There is also a limit to the height of manufactured twig lighting. The lighting technology is certainly there. But shipping an object that is too large or tall to go UPS or FedEx means it has to go freight. Shipping via a freight carrier is very expensive. So certain garden staples-like topiary forms, plant climbers and twig lights are either limited to a shippable height, or come in pieces that have to be put together by the end user. We only ship our full height topiary forms once in a while, as the cost is so great. We really make them for our local clients. So in the container pictured above, Rob hand wound string lights up each branch to get the height he wanted. It was well worth the trouble. These lights can be seen from a long way away. The globe shape of cherry lights is a welcome change from the the typical pinpoint of light of most light strands.

This window box at the shop from 2019 stuffed to overflowing with the stems of the dogwood “Midwinter Fire” is handsome during the day, but true to its name at night. Most of the lighting action comes from a pair of 50 foot strands of Lumineo brand garland style string lights sprinkled on the surface. The low cut branches of magnolia obscures the wiring during the day. The lighted ring is a contrasting, precisely geometric shape whose outline is clearly visible at night. This lighted container says nothing about a holiday, but it says everything about the designed winter landscape.
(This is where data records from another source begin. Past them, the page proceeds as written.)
//! Native window host.
//!
//! Opens a window, renders the backdrop on the CPU each redraw and presents
//! the frame through [`Presenter`]. Event handlers only write the backdrop's
//! input inbox; all simulation work happens in `RedrawRequested`.

use std::sync::Arc;

use winit::application::ApplicationHandler;
use winit::event::WindowEvent;
use winit::event_loop::{ActiveEventLoop, ControlFlow, EventLoop};
use winit::window::{Window, WindowId};

use crate::backdrop::Backdrop;
use crate::config::FieldConfig;
use crate::error::{ContextError, RunError};
use crate::gpu::Presenter;
use crate::raster::PixelCanvas;
use crate::spawn::{entropy_rng, seeded_rng};
use crate::surface::SurfaceSize;
use crate::time::FrameClock;

pub const WINDOW_TITLE: &str = "driftfield";

/// Frames between FPS reports at `debug` level.
const FPS_LOG_INTERVAL: u64 = 600;

/// Open a window and run the backdrop until it is closed.
///
/// `seed` fixes the random source; `None` seeds from OS entropy. The config
/// is validated before any window is created.
pub fn run(config: FieldConfig, seed: Option<u64>) -> Result<(), RunError> {
    config.validate()?;

    let event_loop = EventLoop::new()?;
    // Redraws are requested explicitly after each frame
    event_loop.set_control_flow(ControlFlow::Wait);

    let mut app = App::new(config, seed);
    event_loop.run_app(&mut app)?;

    match app.error.take() {
        Some(err) => Err(err),
        None => Ok(()),
    }
}

struct App {
    config: FieldConfig,
    seed: Option<u64>,
    window: Option<Arc<Window>>,
    presenter: Option<Presenter>,
    backdrop: Option<Backdrop<PixelCanvas>>,
    clock: FrameClock,
    error: Option<RunError>,
}

impl App {
    fn new(config: FieldConfig, seed: Option<u64>) -> Self {
        Self {
            config,
            seed,
            window: None,
            presenter: None,
            backdrop: None,
            clock: FrameClock::new(),
            error: None,
        }
    }

    fn mount(&mut self, window: Arc<Window>) {
        let inner = window.inner_size();
        let size = SurfaceSize::new(inner.width, inner.height, window.scale_factor());

        let canvas = match Presenter::new(window.clone()) {
            Ok(presenter) => {
                self.presenter = Some(presenter);
                Ok(PixelCanvas::for_surface(size, self.config.background))
            }
            Err(err) => Err(ContextError::from(err)),
        };

        let rng = match self.seed {
            Some(seed) => seeded_rng(seed),
            None => entropy_rng(),
        };

        self.backdrop = Some(Backdrop::mount(self.config.clone(), size, canvas, rng));
        self.clock = FrameClock::new();
        window.request_redraw();
        self.window = Some(window);
    }

    /// Unmount and release the GPU. Later redraws find nothing to draw.
    fn teardown(&mut self) {
        if let Some(mut backdrop) = self.backdrop.take() {
            backdrop.unmount();
        }
        self.presenter = None;
    }

    fn redraw(&mut self, event_loop: &ActiveEventLoop) {
        let Some(backdrop) = self.backdrop.as_mut() else {
            log::trace!("redraw after teardown ignored");
            return;
        };

        // A minimised window draws nothing and stops asking for redraws
        // until the next `Resized`.
        let elapsed_ms = self.clock.tick();
        if !backdrop.frame(elapsed_ms) {
            return;
        }
        if self.clock.frame() % FPS_LOG_INTERVAL == 0 {
            log::debug!("{:.1} fps", self.clock.fps());
        }

        let presented = match (self.presenter.as_mut(), backdrop.canvas()) {
            (Some(presenter), Some(canvas)) => {
                presenter.present(canvas.as_bytes(), canvas.width(), canvas.height())
            }
            _ => Ok(()),
        };

        match presented {
            Ok(()) => {}
            Err(wgpu::SurfaceError::Lost | wgpu::SurfaceError::Outdated) => {
                if let Some(presenter) = &mut self.presenter {
                    presenter.reconfigure();
                }
            }
            Err(wgpu::SurfaceError::OutOfMemory) => {
                log::error!("GPU out of memory, closing");
                self.teardown();
                event_loop.exit();
                return;
            }
            Err(wgpu::SurfaceError::Timeout) => log::debug!("surface timeout, frame dropped"),
            Err(err) => log::warn!("present failed: {err}"),
        }

        if let Some(window) = &self.window {
            window.request_redraw();
        }
    }
}

impl ApplicationHandler for App {
    fn resumed(&mut self, event_loop: &ActiveEventLoop) {
        if self.window.is_some() {
            return;
        }

        let attrs = Window::default_attributes()
            .with_title(WINDOW_TITLE)
            .with_inner_size(winit::dpi::LogicalSize::new(1280, 720));

        match event_loop.create_window(attrs) {
            Ok(window) => self.mount(Arc::new(window)),
            Err(err) => {
                log::error!("window creation failed: {err}");
                self.error = Some(RunError::from(err));
                event_loop.exit();
            }
        }
    }

    fn window_event(&mut self, event_loop: &ActiveEventLoop, _id: WindowId, event: WindowEvent) {
        if let Some(backdrop) = self.backdrop.as_mut() {
            backdrop.input_mut().handle_event(&event);
        }

        match event {
            WindowEvent::CloseRequested => {
                self.teardown();
                event_loop.exit();
            }
            WindowEvent::Resized(physical_size) => {
                if let Some(presenter) = &mut self.presenter {
                    presenter.resize(physical_size.width, physical_size.height);
                }
                if let Some(window) = &self.window {
                    window.request_redraw();
                }
            }
            // Hidden windows stop the field instead of banking a catch-up step
            WindowEvent::Occluded(true) => self.clock.pause(),
            WindowEvent::Occluded(false) => {
                self.clock.resume();
                if let Some(window) = &self.window {
                    window.request_redraw();
                }
            }
            WindowEvent::RedrawRequested => self.redraw(event_loop),
            _ => {}
        }
    }

    fn exiting(&mut self, _event_loop: &ActiveEventLoop) {
        self.teardown();
    }
}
That same box assembled this year features twig lighting placed in the thick of the sticks. Exterior lighting from years ago was so much about the profusion of cords and wires that the daytime look was terrible. One had to spend an inordinate amount of time concealing the works, or choose to celebrate either the day or the night.

Not much in the way of electrical trappings is apparent here. These twig lights are integral to small white stems, the color of which pairs well with fresh cut twigs of a lighter color. And in this case, faux white berry stems. The walk to my office door will be well lit and visually lively, morning and night, the entire winter.

This cut Fraser fir tree in my side yard container is secured with 4 pieces of steel rebar pounded down in to the soil, and galvanized steel guy wires. Given that LED string lighting draws so little in the way of electricity, they can be made in long lengths. Rob carries strands that are over 100 feet long each. This makes lighting a tree much more simple and efficient. This is all the light I will have in my side yard all winter, and it is all the light I need. The tree is visible from every window facing my south side landscape, and from the street as I drive up after work. I will not take it down until the soil in the pot thaws in March.

LED lighting produces just about nothing in the way of heat. This means the mountains of snow we are sure to get will glow from the inside, rather than melt. We do indeed take winter container lighting seriously. It is rise and shine worthy.